_EXERCISE REQUIREMENTS_.
The job is to find each line in the entries holding the string "nested" and copy that line.

_RECORD EXCERPTS_.
※ ※ ※
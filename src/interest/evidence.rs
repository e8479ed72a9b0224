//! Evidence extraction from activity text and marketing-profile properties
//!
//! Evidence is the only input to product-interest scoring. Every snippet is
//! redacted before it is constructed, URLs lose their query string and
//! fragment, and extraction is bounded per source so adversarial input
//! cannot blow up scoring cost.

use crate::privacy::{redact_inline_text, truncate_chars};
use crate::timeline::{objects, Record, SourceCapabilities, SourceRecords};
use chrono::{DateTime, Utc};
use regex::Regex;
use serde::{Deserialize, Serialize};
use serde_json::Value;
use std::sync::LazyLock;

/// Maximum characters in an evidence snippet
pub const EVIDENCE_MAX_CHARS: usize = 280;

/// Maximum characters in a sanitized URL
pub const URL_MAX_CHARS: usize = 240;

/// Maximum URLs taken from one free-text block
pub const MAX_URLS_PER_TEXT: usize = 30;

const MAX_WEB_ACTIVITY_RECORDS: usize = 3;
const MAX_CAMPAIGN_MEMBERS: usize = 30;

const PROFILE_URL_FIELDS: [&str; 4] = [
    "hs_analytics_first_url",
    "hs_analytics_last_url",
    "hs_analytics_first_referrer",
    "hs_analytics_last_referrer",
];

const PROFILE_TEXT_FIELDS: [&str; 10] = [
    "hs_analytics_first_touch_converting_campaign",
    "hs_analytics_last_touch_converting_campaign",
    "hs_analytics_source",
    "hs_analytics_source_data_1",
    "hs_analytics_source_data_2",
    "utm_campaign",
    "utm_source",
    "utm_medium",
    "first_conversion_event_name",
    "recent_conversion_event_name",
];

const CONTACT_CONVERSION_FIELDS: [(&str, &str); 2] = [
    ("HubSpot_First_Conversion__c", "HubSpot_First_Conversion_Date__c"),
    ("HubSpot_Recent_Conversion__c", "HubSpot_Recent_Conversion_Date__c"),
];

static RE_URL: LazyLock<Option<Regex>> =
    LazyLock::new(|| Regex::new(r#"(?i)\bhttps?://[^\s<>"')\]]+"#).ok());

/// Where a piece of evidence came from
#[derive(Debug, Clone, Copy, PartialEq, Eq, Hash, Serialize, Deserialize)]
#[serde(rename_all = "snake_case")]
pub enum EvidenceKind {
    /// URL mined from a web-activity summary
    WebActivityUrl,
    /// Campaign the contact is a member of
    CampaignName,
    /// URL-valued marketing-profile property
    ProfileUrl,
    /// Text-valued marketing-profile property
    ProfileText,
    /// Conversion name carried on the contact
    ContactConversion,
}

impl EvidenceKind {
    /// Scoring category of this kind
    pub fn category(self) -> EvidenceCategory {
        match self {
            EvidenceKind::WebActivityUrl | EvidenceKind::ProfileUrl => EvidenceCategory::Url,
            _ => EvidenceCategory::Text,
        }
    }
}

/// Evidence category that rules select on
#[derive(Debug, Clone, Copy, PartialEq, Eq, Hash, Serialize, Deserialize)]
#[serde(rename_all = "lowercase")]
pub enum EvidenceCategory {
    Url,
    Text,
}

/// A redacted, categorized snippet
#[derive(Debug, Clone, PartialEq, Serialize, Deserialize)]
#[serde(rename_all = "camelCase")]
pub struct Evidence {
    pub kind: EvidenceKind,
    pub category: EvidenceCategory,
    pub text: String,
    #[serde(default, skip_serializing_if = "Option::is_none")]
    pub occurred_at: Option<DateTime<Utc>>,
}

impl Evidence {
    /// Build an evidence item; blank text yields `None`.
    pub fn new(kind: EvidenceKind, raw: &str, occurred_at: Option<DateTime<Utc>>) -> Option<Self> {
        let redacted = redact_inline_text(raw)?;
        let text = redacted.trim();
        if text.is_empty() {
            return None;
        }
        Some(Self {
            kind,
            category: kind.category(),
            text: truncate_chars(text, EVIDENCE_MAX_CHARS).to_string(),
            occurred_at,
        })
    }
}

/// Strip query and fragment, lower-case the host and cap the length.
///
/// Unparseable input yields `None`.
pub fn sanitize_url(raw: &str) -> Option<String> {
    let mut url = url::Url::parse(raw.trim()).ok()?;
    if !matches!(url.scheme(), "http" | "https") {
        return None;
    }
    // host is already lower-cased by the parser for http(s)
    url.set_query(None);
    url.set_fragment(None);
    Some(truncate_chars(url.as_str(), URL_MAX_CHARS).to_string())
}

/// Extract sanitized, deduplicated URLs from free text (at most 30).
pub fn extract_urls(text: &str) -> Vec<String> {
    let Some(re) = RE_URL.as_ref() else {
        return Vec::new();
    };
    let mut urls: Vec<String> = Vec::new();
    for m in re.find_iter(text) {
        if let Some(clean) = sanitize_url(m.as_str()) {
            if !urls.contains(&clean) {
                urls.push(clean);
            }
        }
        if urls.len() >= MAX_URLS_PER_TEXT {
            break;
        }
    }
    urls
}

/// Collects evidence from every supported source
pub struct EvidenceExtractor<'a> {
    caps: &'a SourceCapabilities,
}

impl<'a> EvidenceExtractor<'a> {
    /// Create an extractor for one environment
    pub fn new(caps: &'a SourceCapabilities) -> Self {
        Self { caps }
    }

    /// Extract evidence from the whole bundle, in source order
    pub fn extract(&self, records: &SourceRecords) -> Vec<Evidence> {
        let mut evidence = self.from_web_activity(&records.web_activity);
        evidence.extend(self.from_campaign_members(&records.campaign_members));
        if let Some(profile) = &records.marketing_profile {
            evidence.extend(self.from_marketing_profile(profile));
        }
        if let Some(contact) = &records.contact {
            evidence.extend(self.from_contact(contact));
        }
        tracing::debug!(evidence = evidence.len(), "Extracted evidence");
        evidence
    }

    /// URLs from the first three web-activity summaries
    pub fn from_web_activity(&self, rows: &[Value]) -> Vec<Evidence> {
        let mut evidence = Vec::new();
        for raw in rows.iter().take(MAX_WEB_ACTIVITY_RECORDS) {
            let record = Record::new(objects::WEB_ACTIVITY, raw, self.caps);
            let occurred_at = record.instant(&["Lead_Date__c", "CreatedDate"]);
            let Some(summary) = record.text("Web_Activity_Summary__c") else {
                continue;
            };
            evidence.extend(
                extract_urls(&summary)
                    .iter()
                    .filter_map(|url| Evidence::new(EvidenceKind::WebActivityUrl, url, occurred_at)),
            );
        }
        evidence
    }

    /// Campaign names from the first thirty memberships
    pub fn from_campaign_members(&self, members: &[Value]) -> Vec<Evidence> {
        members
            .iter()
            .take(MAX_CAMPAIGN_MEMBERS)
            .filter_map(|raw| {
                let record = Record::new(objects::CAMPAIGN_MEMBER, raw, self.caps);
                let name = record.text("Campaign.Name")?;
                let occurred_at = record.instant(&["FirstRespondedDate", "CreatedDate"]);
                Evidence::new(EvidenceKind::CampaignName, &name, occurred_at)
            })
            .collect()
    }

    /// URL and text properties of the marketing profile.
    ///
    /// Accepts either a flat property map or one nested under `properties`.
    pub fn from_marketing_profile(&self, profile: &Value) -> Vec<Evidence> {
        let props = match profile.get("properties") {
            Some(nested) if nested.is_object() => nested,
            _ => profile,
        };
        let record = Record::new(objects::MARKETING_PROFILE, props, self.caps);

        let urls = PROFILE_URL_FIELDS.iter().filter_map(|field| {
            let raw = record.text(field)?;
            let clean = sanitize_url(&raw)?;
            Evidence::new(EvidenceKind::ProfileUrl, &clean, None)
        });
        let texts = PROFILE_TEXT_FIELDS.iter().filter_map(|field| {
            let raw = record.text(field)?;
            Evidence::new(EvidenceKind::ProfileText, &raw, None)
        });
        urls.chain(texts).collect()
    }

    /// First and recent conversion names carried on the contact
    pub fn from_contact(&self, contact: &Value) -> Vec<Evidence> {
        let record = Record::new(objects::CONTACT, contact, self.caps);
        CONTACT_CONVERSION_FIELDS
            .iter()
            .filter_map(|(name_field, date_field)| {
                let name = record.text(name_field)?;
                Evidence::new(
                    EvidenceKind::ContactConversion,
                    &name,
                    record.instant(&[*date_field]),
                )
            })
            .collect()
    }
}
※ ※ ※
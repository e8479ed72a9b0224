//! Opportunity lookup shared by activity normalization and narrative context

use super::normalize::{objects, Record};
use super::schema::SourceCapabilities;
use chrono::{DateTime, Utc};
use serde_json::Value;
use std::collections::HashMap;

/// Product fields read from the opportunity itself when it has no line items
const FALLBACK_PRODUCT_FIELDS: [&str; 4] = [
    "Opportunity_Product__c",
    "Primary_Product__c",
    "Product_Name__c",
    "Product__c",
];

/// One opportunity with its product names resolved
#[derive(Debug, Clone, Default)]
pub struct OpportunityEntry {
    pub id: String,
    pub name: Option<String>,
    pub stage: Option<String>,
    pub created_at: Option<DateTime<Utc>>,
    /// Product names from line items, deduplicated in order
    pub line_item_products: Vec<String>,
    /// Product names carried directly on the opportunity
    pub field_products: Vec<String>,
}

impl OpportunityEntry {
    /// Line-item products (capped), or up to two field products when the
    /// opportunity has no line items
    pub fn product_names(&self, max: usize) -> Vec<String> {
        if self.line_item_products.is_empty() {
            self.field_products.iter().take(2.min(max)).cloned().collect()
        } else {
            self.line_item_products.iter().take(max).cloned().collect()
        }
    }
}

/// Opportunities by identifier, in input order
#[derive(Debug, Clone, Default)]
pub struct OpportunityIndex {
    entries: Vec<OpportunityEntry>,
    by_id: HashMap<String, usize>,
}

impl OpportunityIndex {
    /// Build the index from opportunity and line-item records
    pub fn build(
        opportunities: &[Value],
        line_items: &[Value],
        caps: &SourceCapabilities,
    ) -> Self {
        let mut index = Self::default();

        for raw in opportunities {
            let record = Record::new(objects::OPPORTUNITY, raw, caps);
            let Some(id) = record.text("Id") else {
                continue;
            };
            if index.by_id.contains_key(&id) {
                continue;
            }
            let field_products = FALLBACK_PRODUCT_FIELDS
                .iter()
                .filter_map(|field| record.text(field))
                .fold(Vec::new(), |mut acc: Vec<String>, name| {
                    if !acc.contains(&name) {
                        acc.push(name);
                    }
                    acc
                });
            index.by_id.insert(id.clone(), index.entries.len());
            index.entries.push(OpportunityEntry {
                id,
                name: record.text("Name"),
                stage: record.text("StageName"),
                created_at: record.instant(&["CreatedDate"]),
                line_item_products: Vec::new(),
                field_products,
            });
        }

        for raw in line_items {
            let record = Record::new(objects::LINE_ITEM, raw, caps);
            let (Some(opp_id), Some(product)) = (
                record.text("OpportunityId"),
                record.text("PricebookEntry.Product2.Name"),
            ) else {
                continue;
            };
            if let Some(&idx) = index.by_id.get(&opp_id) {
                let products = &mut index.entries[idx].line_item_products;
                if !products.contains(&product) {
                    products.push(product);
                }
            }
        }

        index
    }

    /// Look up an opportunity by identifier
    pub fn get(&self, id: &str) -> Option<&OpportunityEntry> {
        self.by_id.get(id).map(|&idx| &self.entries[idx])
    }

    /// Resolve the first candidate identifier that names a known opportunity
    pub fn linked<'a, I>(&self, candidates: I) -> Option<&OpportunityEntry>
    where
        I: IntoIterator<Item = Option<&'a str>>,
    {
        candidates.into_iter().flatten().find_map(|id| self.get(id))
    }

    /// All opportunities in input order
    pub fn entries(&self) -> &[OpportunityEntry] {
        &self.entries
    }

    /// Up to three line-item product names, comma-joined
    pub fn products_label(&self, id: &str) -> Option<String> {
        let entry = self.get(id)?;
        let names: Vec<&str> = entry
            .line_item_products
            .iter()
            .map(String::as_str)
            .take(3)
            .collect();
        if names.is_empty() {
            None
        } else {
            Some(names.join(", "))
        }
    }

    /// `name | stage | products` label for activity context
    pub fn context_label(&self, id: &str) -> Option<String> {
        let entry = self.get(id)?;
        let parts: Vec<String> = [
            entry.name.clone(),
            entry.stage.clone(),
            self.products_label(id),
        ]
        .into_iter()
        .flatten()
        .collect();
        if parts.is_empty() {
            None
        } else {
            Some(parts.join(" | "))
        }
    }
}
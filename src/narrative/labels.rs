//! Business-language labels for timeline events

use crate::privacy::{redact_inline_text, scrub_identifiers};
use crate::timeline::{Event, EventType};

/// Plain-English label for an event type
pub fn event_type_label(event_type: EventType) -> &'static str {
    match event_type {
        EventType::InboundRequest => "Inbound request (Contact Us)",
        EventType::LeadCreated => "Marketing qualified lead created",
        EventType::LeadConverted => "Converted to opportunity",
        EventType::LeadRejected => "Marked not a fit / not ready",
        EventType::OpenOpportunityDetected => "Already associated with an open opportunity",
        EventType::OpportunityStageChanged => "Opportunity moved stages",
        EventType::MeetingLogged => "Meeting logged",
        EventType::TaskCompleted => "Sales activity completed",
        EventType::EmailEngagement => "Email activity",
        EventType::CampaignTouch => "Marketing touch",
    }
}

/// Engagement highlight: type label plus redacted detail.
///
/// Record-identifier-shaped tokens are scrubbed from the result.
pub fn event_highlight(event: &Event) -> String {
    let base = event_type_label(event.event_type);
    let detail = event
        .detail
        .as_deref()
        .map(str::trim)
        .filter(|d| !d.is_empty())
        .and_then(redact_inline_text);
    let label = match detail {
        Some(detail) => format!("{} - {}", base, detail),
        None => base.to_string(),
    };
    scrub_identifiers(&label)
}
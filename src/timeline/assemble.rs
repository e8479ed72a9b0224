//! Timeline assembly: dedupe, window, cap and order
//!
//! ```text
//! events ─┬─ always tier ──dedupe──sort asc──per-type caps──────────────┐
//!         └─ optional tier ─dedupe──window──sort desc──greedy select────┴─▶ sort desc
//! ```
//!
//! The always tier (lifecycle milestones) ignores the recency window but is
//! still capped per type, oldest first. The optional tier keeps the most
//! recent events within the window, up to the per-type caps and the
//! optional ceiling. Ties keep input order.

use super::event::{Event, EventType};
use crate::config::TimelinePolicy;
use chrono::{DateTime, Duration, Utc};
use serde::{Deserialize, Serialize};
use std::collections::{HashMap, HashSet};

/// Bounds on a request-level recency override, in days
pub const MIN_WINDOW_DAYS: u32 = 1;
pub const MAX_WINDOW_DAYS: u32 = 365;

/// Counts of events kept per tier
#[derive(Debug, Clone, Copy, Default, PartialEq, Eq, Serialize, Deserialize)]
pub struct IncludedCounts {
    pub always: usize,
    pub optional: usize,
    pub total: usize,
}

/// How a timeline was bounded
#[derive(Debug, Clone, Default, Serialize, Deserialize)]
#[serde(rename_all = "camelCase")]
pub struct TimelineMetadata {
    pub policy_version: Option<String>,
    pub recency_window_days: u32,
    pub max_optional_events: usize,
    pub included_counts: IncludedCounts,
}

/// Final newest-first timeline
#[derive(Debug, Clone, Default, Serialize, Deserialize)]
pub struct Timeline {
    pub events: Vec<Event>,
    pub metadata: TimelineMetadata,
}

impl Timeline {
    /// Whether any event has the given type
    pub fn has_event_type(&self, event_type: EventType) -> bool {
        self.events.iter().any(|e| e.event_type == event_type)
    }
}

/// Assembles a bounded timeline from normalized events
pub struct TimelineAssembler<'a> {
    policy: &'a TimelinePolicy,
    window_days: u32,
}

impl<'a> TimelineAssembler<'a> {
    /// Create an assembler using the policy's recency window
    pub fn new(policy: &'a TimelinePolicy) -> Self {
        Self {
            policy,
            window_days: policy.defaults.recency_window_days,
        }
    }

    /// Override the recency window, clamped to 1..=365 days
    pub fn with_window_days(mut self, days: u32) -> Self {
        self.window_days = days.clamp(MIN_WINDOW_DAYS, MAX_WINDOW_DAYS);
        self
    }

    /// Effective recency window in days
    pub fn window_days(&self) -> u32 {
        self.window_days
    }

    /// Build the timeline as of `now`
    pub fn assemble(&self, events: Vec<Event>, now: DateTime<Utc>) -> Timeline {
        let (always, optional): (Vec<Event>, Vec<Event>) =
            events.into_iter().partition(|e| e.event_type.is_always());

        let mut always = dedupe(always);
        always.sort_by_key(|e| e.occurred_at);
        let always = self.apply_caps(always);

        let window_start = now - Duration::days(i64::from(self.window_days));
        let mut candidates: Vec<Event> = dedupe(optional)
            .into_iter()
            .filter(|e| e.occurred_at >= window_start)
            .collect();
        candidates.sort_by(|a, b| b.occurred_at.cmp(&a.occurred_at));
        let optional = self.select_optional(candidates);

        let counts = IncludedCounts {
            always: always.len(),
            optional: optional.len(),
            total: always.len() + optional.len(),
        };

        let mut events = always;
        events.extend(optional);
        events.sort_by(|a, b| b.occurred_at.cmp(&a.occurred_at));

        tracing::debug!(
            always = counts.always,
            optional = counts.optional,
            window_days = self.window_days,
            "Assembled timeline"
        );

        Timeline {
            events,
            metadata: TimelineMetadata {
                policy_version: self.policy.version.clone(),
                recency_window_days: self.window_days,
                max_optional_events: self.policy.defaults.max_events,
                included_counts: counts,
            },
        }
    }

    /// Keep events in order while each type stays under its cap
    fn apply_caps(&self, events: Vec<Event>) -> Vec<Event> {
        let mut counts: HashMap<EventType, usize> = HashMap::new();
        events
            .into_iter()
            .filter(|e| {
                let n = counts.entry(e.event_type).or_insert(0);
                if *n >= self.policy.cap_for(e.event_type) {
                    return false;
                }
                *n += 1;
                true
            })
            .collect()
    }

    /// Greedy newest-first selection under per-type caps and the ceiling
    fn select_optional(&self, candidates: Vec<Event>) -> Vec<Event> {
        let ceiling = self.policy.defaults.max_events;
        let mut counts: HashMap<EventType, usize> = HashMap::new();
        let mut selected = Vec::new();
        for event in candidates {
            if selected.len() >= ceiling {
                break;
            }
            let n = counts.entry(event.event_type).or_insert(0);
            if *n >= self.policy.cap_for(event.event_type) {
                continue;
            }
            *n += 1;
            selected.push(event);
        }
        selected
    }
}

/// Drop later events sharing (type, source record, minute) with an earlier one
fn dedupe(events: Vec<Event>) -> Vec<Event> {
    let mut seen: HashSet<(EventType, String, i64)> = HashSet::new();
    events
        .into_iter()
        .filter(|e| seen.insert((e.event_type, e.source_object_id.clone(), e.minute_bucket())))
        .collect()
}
※ ※ ※
_EXPECTED ANSWER_.
    /// Accepts either a flat property map or one nested under `properties`.
            Some(nested) if nested.is_object() => nested,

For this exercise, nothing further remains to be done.